■ **WHAT YOU WILL DO**
From the records below, output exactly the lines running from the line containing "of generated keys." through the line containing "let dmp: Patch", and no others.

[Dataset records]

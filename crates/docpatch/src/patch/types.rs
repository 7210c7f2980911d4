//! Core types for the patch module.

use chrono::{DateTime, Utc};
use serde::{Deserialize, Serialize};
use serde_json::Value;
use thiserror::Error;

pub use docpatch_path::{Path, PathError, Segment};

// ── Error ─────────────────────────────────────────────────────────────────

#[derive(Debug, Error, Clone, PartialEq)]
pub enum PatchError {
    /// A segment was resolved against a container that cannot hold it,
    /// e.g. a `{_key}` segment against an object.
    #[error("cannot resolve {} segment `{segment}` at `{path}` against {found}", .segment.kind())]
    Target {
        path: Path,
        segment: Segment,
        found: &'static str,
    },
    #[error("expected a number at `{path}`, found {found}")]
    NotANumber { path: Path, found: &'static str },
    #[error("expected a string at `{path}`, found {found}")]
    NotAString { path: Path, found: &'static str },
    #[error("expected an array at `{path}`, found {found}")]
    NotAnArray { path: Path, found: &'static str },
    #[error("no value at `{path}`")]
    NotFound { path: Path },
    #[error("no array member with _key {key:?} at `{path}`")]
    KeyNotFound { path: Path, key: String },
    #[error("index {index} out of bounds (len: {len}) at `{path}`")]
    IndexOutOfBounds { path: Path, index: usize, len: usize },
    #[error("numeric result at `{path}` is not finite")]
    NonFinite { path: Path },
    #[error("focus terminator is not a patch target: `{path}`")]
    FocusTerminator { path: Path },
    #[error(transparent)]
    InvalidPath(#[from] PathError),
    #[error("invalid patch: {0}")]
    InvalidPatch(String),
}

/// Name of a value's shape, used in error messages.
pub fn shape_of(value: &Value) -> &'static str {
    match value {
        Value::Null => "null",
        Value::Bool(_) => "boolean",
        Value::Number(_) => "number",
        Value::String(_) => "string",
        Value::Array(_) => "array",
        Value::Object(_) => "object",
    }
}

// ── Insert position ───────────────────────────────────────────────────────

/// Where `insert` places its items relative to the addressed anchor.
#[derive(Clone, Copy, Debug, PartialEq, Eq, Hash, Serialize, Deserialize)]
#[serde(rename_all = "lowercase")]
pub enum InsertPosition {
    Before,
    After,
    /// Items take the anchor's place.
    Replace,
}

impl InsertPosition {
    pub fn as_str(&self) -> &'static str {
        match self {
            InsertPosition::Before => "before",
            InsertPosition::After => "after",
            InsertPosition::Replace => "replace",
        }
    }
}

// ── Patch enum ────────────────────────────────────────────────────────────

/// A path-addressed mutation instruction.
///
/// Constructors do not look at any document; targets are validated when the
/// patch is applied.
#[derive(Clone, Debug, PartialEq, Serialize, Deserialize)]
#[serde(tag = "type", rename_all = "camelCase")]
pub enum Patch {
    /// Replace the value at `path`.
    Set { path: Path, value: Value },
    /// Remove the value at `path`. No-op when nothing is there.
    Unset { path: Path },
    /// Set the value at `path` unless a value is already present (`null`
    /// counts as present).
    SetIfMissing { path: Path, value: Value },
    /// Splice `items` into an array. See [`InsertPosition`].
    Insert {
        path: Path,
        position: InsertPosition,
        items: Vec<Value>,
    },
    Inc {
        path: Path,
        #[serde(rename = "value")]
        amount: f64,
    },
    Dec {
        path: Path,
        #[serde(rename = "value")]
        amount: f64,
    },
    /// Apply a diff-match-patch text patch to the string at `path`. No-op
    /// when nothing is there.
    DiffMatchPatch { path: Path, value: String },
}

impl Patch {
    #[inline]
    pub fn set(path: impl Into<Path>, value: impl Into<Value>) -> Self {
        Patch::Set {
            path: path.into(),
            value: value.into(),
        }
    }

    #[inline]
    pub fn unset(path: impl Into<Path>) -> Self {
        Patch::Unset { path: path.into() }
    }

    #[inline]
    pub fn set_if_missing(path: impl Into<Path>, value: impl Into<Value>) -> Self {
        Patch::SetIfMissing {
            path: path.into(),
            value: value.into(),
        }
    }

    #[inline]
    pub fn insert(path: impl Into<Path>, position: InsertPosition, items: Vec<Value>) -> Self {
        Patch::Insert {
            path: path.into(),
            position,
            items,
        }
    }

    #[inline]
    pub fn inc(path: impl Into<Path>, amount: f64) -> Self {
        Patch::Inc {
            path: path.into(),
            amount,
        }
    }

    #[inline]
    pub fn dec(path: impl Into<Path>, amount: f64) -> Self {
        Patch::Dec {
            path: path.into(),
            amount,
        }
    }

    /// `value` is a patch in diff-match-patch text form, such as
    /// `"@@ -1,3 +1,3 @@\n-foo\n+bar\n"`. See
    /// [`text_diff`](super::text::text_diff) to compute one.
    #[inline]
    pub fn diff_match_patch(path: impl Into<Path>, value: impl Into<String>) -> Self {
        Patch::DiffMatchPatch {
            path: path.into(),
            value: value.into(),
        }
    }

    /// Returns the patch type name as it appears on the wire.
    pub fn name(&self) -> &'static str {
        match self {
            Patch::Set { .. } => "set",
            Patch::Unset { .. } => "unset",
            Patch::SetIfMissing { .. } => "setIfMissing",
            Patch::Insert { .. } => "insert",
            Patch::Inc { .. } => "inc",
            Patch::Dec { .. } => "dec",
            Patch::DiffMatchPatch { .. } => "diffMatchPatch",
        }
    }

    pub fn path(&self) -> &Path {
        match self {
            Patch::Set { path, .. } => path,
            Patch::Unset { path } => path,
            Patch::SetIfMissing { path, .. } => path,
            Patch::Insert { path, .. } => path,
            Patch::Inc { path, .. } => path,
            Patch::Dec { path, .. } => path,
            Patch::DiffMatchPatch { path, .. } => path,
        }
    }

    pub fn path_mut(&mut self) -> &mut Path {
        match self {
            Patch::Set { path, .. } => path,
            Patch::Unset { path } => path,
            Patch::SetIfMissing { path, .. } => path,
            Patch::Insert { path, .. } => path,
            Patch::Inc { path, .. } => path,
            Patch::Dec { path, .. } => path,
            Patch::DiffMatchPatch { path, .. } => path,
        }
    }

    /// Same patch, addressed at `path` instead.
    pub fn with_path(mut self, path: Path) -> Self {
        *self.path_mut() = path;
        self
    }
}

// ── Origin ────────────────────────────────────────────────────────────────

/// Who produced a patch.
#[derive(Clone, Copy, Debug, PartialEq, Eq, Hash, Serialize, Deserialize)]
#[serde(rename_all = "lowercase")]
pub enum Origin {
    /// The server's echo of an edit this process sent.
    Local,
    /// An edit made by another collaborator.
    Remote,
    /// Produced by the engine itself, e.g. a rebase replacement.
    Internal,
}

/// A patch tagged with its provenance, as delivered through the channel.
#[derive(Clone, Debug, PartialEq, Serialize, Deserialize)]
pub struct OriginPatch {
    pub patch: Patch,
    pub origin: Origin,
    pub timestamp: DateTime<Utc>,
}

impl OriginPatch {
    /// Tag `patch` with `origin`, stamped with the current time.
    pub fn new(patch: Patch, origin: Origin) -> Self {
        Self::at(patch, origin, Utc::now())
    }

    pub fn at(patch: Patch, origin: Origin, timestamp: DateTime<Utc>) -> Self {
        Self {
            patch,
            origin,
            timestamp,
        }
    }

    #[inline]
    pub fn path(&self) -> &Path {
        self.patch.path()
    }
}

// ── Options ───────────────────────────────────────────────────────────────

/// Options for [`apply_all_with`](super::apply::apply_all_with).
#[derive(Debug, Clone, PartialEq, Eq, Serialize, Deserialize)]
#[serde(default)]
pub struct ApplyOptions {
    /// Give every keyless object inside an array a fresh `_key` after the
    /// patches are applied.
    pub ensure_keys: bool,
    /// Length of generated keys.
    pub key_length: usize,
}

impl Default for ApplyOptions {
    fn default() -> Self {
        Self {
            ensure_keys: false,
            key_length: crate::keys::DEFAULT_KEY_LENGTH,
        }
    }
}

#[cfg(test)]
mod tests {
    use super::*;
    use docpatch_path::path;
    use serde_json::json;

    #[test]
    fn constructors_and_accessors() {
        let p = Patch::set(path!["title"], "B");
        assert_eq!(p.name(), "set");
        assert_eq!(p.path(), &path!["title"]);

        let p = Patch::set_if_missing(path![], json!({"_type": "post"}));
        assert_eq!(p.name(), "setIfMissing");
        assert!(p.path().is_root());

        let p = Patch::dec(path!["count"], 2.0).with_path(path!["n"]);
        assert_eq!(p, Patch::dec(path!["n"], 2.0));
    }

    #[test]
    fn wire_format() {
        let p = Patch::insert(
            path!["items", Segment::key("a")],
            InsertPosition::After,
            vec![json!({"_key": "c"})],
        );
        assert_eq!(
            serde_json::to_value(&p).unwrap(),
            json!({
                "type": "insert",
                "path": ["items", {"_key": "a"}],
                "position": "after",
                "items": [{"_key": "c"}]
            })
        );

        let inc: Patch =
            serde_json::from_value(json!({"type": "inc", "path": ["n"], "value": 3})).unwrap();
        assert_eq!(inc, Patch::inc(path!["n"], 3.0));

        let dmp: Patch = serde_json::from_value(json!({
            "type": "diffMatchPatch",
            "path": ["title"],
            "value": "@@ -1 +1 @@\n-a\n+b\n"
        }))
        .unwrap();
        assert_eq!(dmp, Patch::diff_match_patch(path!["title"], "@@ -1 +1 @@\n-a\n+b\n"));
        assert_eq!(dmp.name(), "diffMatchPatch");

        let sim: Patch = serde_json::from_value(
            json!({"type": "setIfMissing", "path": [], "value": {"_type": "x"}}),
        )
        .unwrap();
        assert_eq!(sim, Patch::set_if_missing(path![], json!({"_type": "x"})));
    }

    #[test]
    fn target_error_message_names_segment_and_shape() {
        let err = PatchError::Target {
            path: path!["title"],
            segment: Segment::key("a"),
            found: "string",
        };
        assert_eq!(
            err.to_string(),
            r#"cannot resolve key segment `[_key=="a"]` at `title` against string"#
        );
    }

    #[test]
    fn apply_options_defaults() {
        let opts: ApplyOptions = serde_json::from_value(json!({"ensure_keys": true})).unwrap();
        assert!(opts.ensure_keys);
        assert_eq!(opts.key_length, 12);
        assert!(!ApplyOptions::default().ensure_keys);
    }
}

■ **OUTPUT OF THE TASK**
    /// Length of generated keys.
    pub key_length: usize,
}

impl Default for ApplyOptions {
    fn default() -> Self {
        Self {
            ensure_keys: false,
            key_length: crate::keys::DEFAULT_KEY_LENGTH,
        }
    }
}

#[cfg(test)]
mod tests {
    use super::*;
    use docpatch_path::path;
    use serde_json::json;

    #[test]
    fn constructors_and_accessors() {
        let p = Patch::set(path!["title"], "B");
        assert_eq!(p.name(), "set");
        assert_eq!(p.path(), &path!["title"]);

        let p = Patch::set_if_missing(path![], json!({"_type": "post"}));
        assert_eq!(p.name(), "setIfMissing");
        assert!(p.path().is_root());

        let p = Patch::dec(path!["count"], 2.0).with_path(path!["n"]);
        assert_eq!(p, Patch::dec(path!["n"], 2.0));
    }

    #[test]
    fn wire_format() {
        let p = Patch::insert(
            path!["items", Segment::key("a")],
            InsertPosition::After,
            vec![json!({"_key": "c"})],
        );
        assert_eq!(
            serde_json::to_value(&p).unwrap(),
            json!({
                "type": "insert",
                "path": ["items", {"_key": "a"}],
                "position": "after",
                "items": [{"_key": "c"}]
            })
        );

        let inc: Patch =
            serde_json::from_value(json!({"type": "inc", "path": ["n"], "value": 3})).unwrap();
        assert_eq!(inc, Patch::inc(path!["n"], 3.0));

        let dmp: Patch = serde_json::from_value(json!({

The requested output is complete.